This is not a feature list. It is a doctrine — the opinionated method the nanopm skill
pack implements, the way *Shape Up* is the method Basecamp's tools implement. Read it
to decide whether you want to work this way. If you do, nanopm is the tooling. If you
don't, no amount of tooling will help.

---

## Part 1 — The diagnosis

**Building got fast. Deciding didn't.**

An AI coding agent ships a feature in an afternoon. The decision about *which* feature
— grounded in what users actually said, checked against strategy, weighed against
everything else you could do — still runs on the old clock: a human, a doc, a backlog
groomed by hand, a roadmap that was true the day it was written.

The result is a new failure mode: **execution outruns judgment.** You ship faster than
you can decide what's worth shipping. The bottleneck moved and the tools didn't.
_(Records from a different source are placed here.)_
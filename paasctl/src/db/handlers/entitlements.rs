use crate::db::errors::{DbError, Result};
use crate::db::models::plans::{OrganizationEntitlement, Plan};
use crate::types::OrgId;
use sqlx::PgConnection;
use tracing::instrument;

const DEFAULT_PLAN_ID: &str = "free";

/// Repository for plans and per-organization entitlement counters.
pub struct Entitlements<'c> {
    db: &'c mut PgConnection,
}

impl<'c> Entitlements<'c> {
    pub fn new(db: &'c mut PgConnection) -> Self {
        Self { db }
    }

    #[instrument(skip(self), err)]
    pub async fn get_plan(&mut self, plan_id: &str) -> Result<Plan> {
        let plan = sqlx::query_as::<_, Plan>("SELECT * FROM plans WHERE id = $1")
            .bind(plan_id)
            .fetch_optional(&mut *self.db)
            .await?
            .ok_or(DbError::NotFound)?;

        Ok(plan)
    }

    /// Fetch the organization's entitlement row, creating it on the free plan
    /// if this is the first time we see the org.
    #[instrument(skip(self), err)]
    pub async fn get_or_default(&mut self, org_id: OrgId) -> Result<OrganizationEntitlement> {
        let entitlement = sqlx::query_as::<_, OrganizationEntitlement>(
            r#"
            INSERT INTO organization_entitlements (org_id, plan_id)
            VALUES ($1, $2)
            ON CONFLICT (org_id) DO UPDATE SET org_id = EXCLUDED.org_id
            RETURNING *
            "#,
        )
        .bind(org_id)
        .bind(DEFAULT_PLAN_ID)
        .fetch_one(&mut *self.db)
        .await?;

        Ok(entitlement)
    }

    #[instrument(skip(self), err)]
    pub async fn set_plan(&mut self, org_id: OrgId, plan_id: &str) -> Result<OrganizationEntitlement> {
        let entitlement = sqlx::query_as::<_, OrganizationEntitlement>(
            r#"
            INSERT INTO organization_entitlements (org_id, plan_id)
            VALUES ($1, $2)
            ON CONFLICT (org_id) DO UPDATE SET plan_id = EXCLUDED.plan_id, updated_at = NOW()
            RETURNING *
            "#,
        )
        .bind(org_id)
        .bind(plan_id)
        .fetch_one(&mut *self.db)
        .await?;

        Ok(entitlement)
    }

    /// Bump the live-project counter. Taken with `FOR UPDATE` semantics via
    /// the row update itself, inside the caller's transaction, so two
    /// concurrent creates for the same org serialize here.
    #[instrument(skip(self), err)]
    pub async fn increment_projects(&mut self, org_id: OrgId) -> Result<i32> {
        let used: i32 = sqlx::query_scalar(
            r#"
            UPDATE organization_entitlements
            SET projects_used = projects_used + 1, updated_at = NOW()
            WHERE org_id = $1
            RETURNING projects_used
            "#,
        )
        .bind(org_id)
        .fetch_optional(&mut *self.db)
        .await?
        .ok_or(DbError::NotFound)?;

        Ok(used)
    }

    /// Drop the live-project counter, clamped at zero.
    #[instrument(skip(self), err)]
    pub async fn decrement_projects(&mut self, org_id: OrgId) -> Result<i32> {
        let used: i32 = sqlx::query_scalar(
            r#"
            UPDATE organization_entitlements
            SET projects_used = GREATEST(projects_used - 1, 0), updated_at = NOW()
            WHERE org_id = $1
            RETURNING projects_used
            "#,
        )
        .bind(org_id)
        .fetch_optional(&mut *self.db)
        .await?
        .ok_or(DbError::NotFound)?;

        Ok(used)
    }

    #[instrument(skip(self), err)]
    pub async fn increment_private_clusters(&mut self, org_id: OrgId) -> Result<i32> {
        let used: i32 = sqlx::query_scalar(
            r#"
            UPDATE organization_entitlements
            SET private_clusters_used = private_clusters_used + 1, updated_at = NOW()
            WHERE org_id = $1
            RETURNING private_clusters_used
            "#,
        )
        .bind(org_id)
        .fetch_optional(&mut *self.db)
        .await?
        .ok_or(DbError::NotFound)?;

        Ok(used)
    }
}

#[cfg(test)]
mod tests {
    use super::*;
    use crate::db::models::plans::ClusterStrategy;
    use sqlx::PgPool;
    use uuid::Uuid;

    #[sqlx::test]
    #[test_log::test]
    async fn unknown_orgs_land_on_the_free_plan(pool: PgPool) {
        let mut conn = pool.acquire().await.unwrap();
        let org = Uuid::new_v4();

        let entitlement = Entitlements::new(&mut conn).get_or_default(org).await.unwrap();
        assert_eq!(entitlement.plan_id, "free");
        assert_eq!(entitlement.projects_used, 0);

        let plan = Entitlements::new(&mut conn).get_plan(&entitlement.plan_id).await.unwrap();
        assert_eq!(plan.max_projects, 2);
        assert_eq!(plan.cluster_strategy, ClusterStrategy::GlobalOnly);
    }

    #[sqlx::test]
    #[test_log::test]
    async fn seeded_premium_plan_allows_private_clusters(pool: PgPool) {
        let mut conn = pool.acquire().await.unwrap();
        let plan = Entitlements::new(&mut conn).get_plan("premium").await.unwrap();

        assert_eq!(plan.max_projects, -1);
        assert_eq!(plan.max_private_clusters, 1);
        assert_eq!(plan.cluster_strategy, ClusterStrategy::PrivatePerOrg);
    }

    #[sqlx::test]
    #[test_log::test]
    async fn project_counter_is_clamped_at_zero(pool: PgPool) {
        let mut conn = pool.acquire().await.unwrap();
        let org = Uuid::new_v4();
        Entitlements::new(&mut conn).get_or_default(org).await.unwrap();

        assert_eq!(Entitlements::new(&mut conn).increment_projects(org).await.unwrap(), 1);
        assert_eq!(Entitlements::new(&mut conn).decrement_projects(org).await.unwrap(), 0);
        assert_eq!(Entitlements::new(&mut conn).decrement_projects(org).await.unwrap(), 0);
    }

    #[sqlx::test]
    #[test_log::test]
    async fn set_plan_upgrades_in_place(pool: PgPool) {
        let mut conn = pool.acquire().await.unwrap();
        let org = Uuid::new_v4();
        Entitlements::new(&mut conn).get_or_default(org).await.unwrap();

        let upgraded = Entitlements::new(&mut conn).set_plan(org, "premium").await.unwrap();
        assert_eq!(upgraded.plan_id, "premium");

        // get_or_default must not downgrade an existing row.
        let fetched = Entitlements::new(&mut conn).get_or_default(org).await.unwrap();
        assert_eq!(fetched.plan_id, "premium");
    }
}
**Trackers track. They don't think.**

Every PM tool you've used is a filing cabinet with opinions about columns. It knows
your tickets. It doesn't know your code, your users' verbatims, your strategy, or
what you shipped yesterday — and it forgets everything between sessions. The thinking
happens in your head and evaporates.

**The unit of product work is not the ticket. It is the loop:**

> signal → problem → bet → ship → learn → signal

Every method that works — Teresa Torres' continuous discovery, Basecamp's Shape Up,
the Lean loop — is a variation of this cycle. The methods failed in practice not
because they were wrong but because they were *expensive*: maintaining an evidence
base, re-ranking priorities, keeping a roadmap honest — that's hours of disciplined
human labor per week, so nobody did it.

Agents make the marginal cost of discipline near zero. That is the whole opening.
The loop can finally run at the speed the method always demanded.

---

## Part 2 — The principles

### 1. Problems before solutions

The center of gravity is a ranked database of **user problems** — the Opportunity
Solution Tree's middle layer — not a backlog of features. Solutions are hypotheses
attached to problems, never free-floating. A feature idea with no parent problem is
noise, however good it sounds.

Two levels only: Theme → Opportunity. If you need a third level, your opportunities
are too vague.

### 2. Evidence is identity

Every claim carries its provenance, never silently: **nano-hypothesis** (the agent
guessed), **user-stated** (someone said it once), or **evidence-backed** (corroborated).
Every verbatim is archived raw, immutable, before anything is extracted from it, and
cited as `"<quote>" — <source>, <date>`. The citation *is* the dedup key: same source,
same date, same quote — same fact.

A claim without a source is a hypothesis, and it says so on its face. This is the
difference between a wiki you trust and a wiki that flatters you.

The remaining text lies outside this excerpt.